The gains are a sign that the resilient fundamentals in the technology sector are starting to shine through concerns about macroeconomic factors, according to Emily Roland, co-chief investment strategist at John Hancock Investments.
“The fundamental backdrop remains solid, earnings revisions remain positive, and that’s why we continue to emphasize stocks, and why we think we’re seeing this buy the dip mentality,” she said in an interview.

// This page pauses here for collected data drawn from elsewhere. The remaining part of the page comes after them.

/*!
 * Tests for language code handling
 */

use linewise::language_utils::{display_name, get_language_name, language_codes_match, normalize_to_part2t};

#[test]
fn test_get_language_name_withCommonCodes_shouldReturnEnglishNames() {
    assert_eq!(get_language_name("en").unwrap(), "English");
    assert_eq!(get_language_name("fra").unwrap(), "French");
    assert_eq!(get_language_name("ger").unwrap(), "German");
}

#[test]
fn test_get_language_name_withUnknownCode_shouldFail() {
    assert!(get_language_name("xx").is_err());
    assert!(get_language_name("english").is_err());
}

#[test]
fn test_language_codes_match_acrossCodeForms() {
    assert!(language_codes_match("fr", "fra"));
    assert!(language_codes_match("fre", "FR"));
    assert!(!language_codes_match("fr", "de"));
    assert!(!language_codes_match("xx", "xx"));
}

#[test]
fn test_normalize_withWhitespace_shouldTrim() {
    assert_eq!(normalize_to_part2t(" es ").unwrap(), "spa");
}

#[test]
fn test_display_name_shouldNeverFail() {
    assert_eq!(display_name("auto"), "Auto-detect");
    assert_eq!(display_name("AUTO"), "Auto-detect");
    assert_eq!(display_name("ja"), "Japanese");
    assert_eq!(display_name("klingon"), "klingon");
}
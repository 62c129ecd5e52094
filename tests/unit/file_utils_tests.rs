/*!
 * Tests for file utility functions
 */

use chrono::NaiveDate;
use std::fs;

use linewise::errors::TranslationError;
use linewise::file_utils::FileManager;
use linewise::translation::lines::split_lines;

use crate::common::{create_temp_dir, create_test_file};

#[test]
fn test_read_to_string_withUtf8File_shouldReturnContent() {
    let dir = create_temp_dir().unwrap();
    let path = create_test_file(dir.path(), "notes.txt", "héllo\nwörld\n").unwrap();

    assert_eq!(FileManager::read_to_string(&path).unwrap(), "héllo\nwörld\n");
}

#[test]
fn test_read_to_string_withInvalidUtf8_shouldFailWithFileRead() {
    let dir = create_temp_dir().unwrap();
    let path = dir.path().join("binary.txt");
    fs::write(&path, [0x66, 0x6f, 0xff, 0xfe, 0x6f]).unwrap();

    let result = FileManager::read_to_string(&path);

    assert!(matches!(result, Err(TranslationError::FileRead(ref m)) if m.contains("UTF-8")));
}

#[test]
fn test_read_to_string_withMissingFile_shouldFailWithFileRead() {
    let dir = create_temp_dir().unwrap();
    let result = FileManager::read_to_string(dir.path().join("missing.txt"));
    assert!(matches!(result, Err(TranslationError::FileRead(_))));
}

#[test]
fn test_write_to_file_shouldCreateParentDirectories() {
    let dir = create_temp_dir().unwrap();
    let path = dir.path().join("a").join("b").join("out.txt");

    FileManager::write_to_file(&path, "content").unwrap();

    assert!(FileManager::file_exists(&path));
    assert_eq!(fs::read_to_string(&path).unwrap(), "content");
}

#[test]
fn test_file_exists_withDirectory_shouldBeFalse() {
    let dir = create_temp_dir().unwrap();
    assert!(!FileManager::file_exists(dir.path()));
}

#[test]
fn test_generate_report_path_withMultiWordLanguage_shouldUseUnderscores() {
    let date = NaiveDate::from_ymd_opt(2025, 1, 31).unwrap();
    let path = FileManager::generate_report_path("dir/chapter.one.txt", "out", "Modern Greek", date);
    assert_eq!(
        path.file_name().unwrap().to_string_lossy(),
        "chapter.one_Modern_Greek_2025-01-31.txt"
    );
    assert!(path.starts_with("out"));
}

#[test]
fn test_append_to_log_file_shouldAppendTimestampedLines() {
    let dir = create_temp_dir().unwrap();
    let path = dir.path().join("logs").join("issues.log");

    FileManager::append_to_log_file(&path, "first").unwrap();
    FileManager::append_to_log_file(&path, "second").unwrap();

    let content = fs::read_to_string(&path).unwrap();
    let lines: Vec<&str> = content.lines().collect();
    assert_eq!(lines.len(), 2);
    assert!(lines[0].starts_with('[') && lines[0].ends_with("] first"));
    assert!(lines[1].ends_with("] second"));
}

#[test]
fn test_read_to_string_withOnlyByteOrderMark_shouldLeaveNothingToTranslate() {
    let dir = create_temp_dir().unwrap();
    let path = create_test_file(dir.path(), "bom.txt", "\u{feff}\n  \n").unwrap();

    let text = FileManager::read_to_string(&path).unwrap();

    assert_eq!(text, "\n  \n");
    assert!(matches!(split_lines(&text), Err(TranslationError::EmptyInput(_))));
}

#[test]
fn test_read_to_string_withByteOrderMark_shouldKeepFirstLineClean() {
    let dir = create_temp_dir().unwrap();
    let path = create_test_file(dir.path(), "bom.txt", "\u{feff}Hello\nWorld").unwrap();

    let document = split_lines(&FileManager::read_to_string(&path).unwrap()).unwrap();

    assert_eq!(document.tasks[0].text, "Hello");
    assert_eq!(document.tasks[1].text, "World");
}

The Nasdaq 100 Stock Index closed 2.2% higher and has rallied 13% since sinking into a bear market last week. Investors are taking a rosier view of the tech sector’s growth prospects and snapping up shares that have taken a beating this year such as DocuSign Inc. and Datadog Inc. Traders are also turning to megacap stocks like Amazon.com Inc. and Apple Inc., which are up about 15% from last week’s low
The recent rally has occurred alongside a surge in Treasury yields, whose advance has haunted tech stocks in recent months, suggesting that an improving earnings outlook is starting to overshadow concerns about higher borrowing costs, according to Nicholas Colas, co-founder of DataTrek Research LLC.
“Equity investors are more interested in growth than Treasury rates,” he said in an interview. “If you give them a reason for some optimism, these stocks will work pretty well.”
Retail investors were particularly active in Thursday’s session, with Nvidia and AMD among the most purchased stocks by retail customers, according to Fidelity Investments’ data.
Since mid-January, when the fourth-quarter earnings reporting period began, 2022 profit estimates for tech companies in the S&P 500 Index have increased by nearly three percentage points, according to data compiled by Bloomberg Intelligence. By contrast, estimates for the broader benchmark have risen by about one percentage point.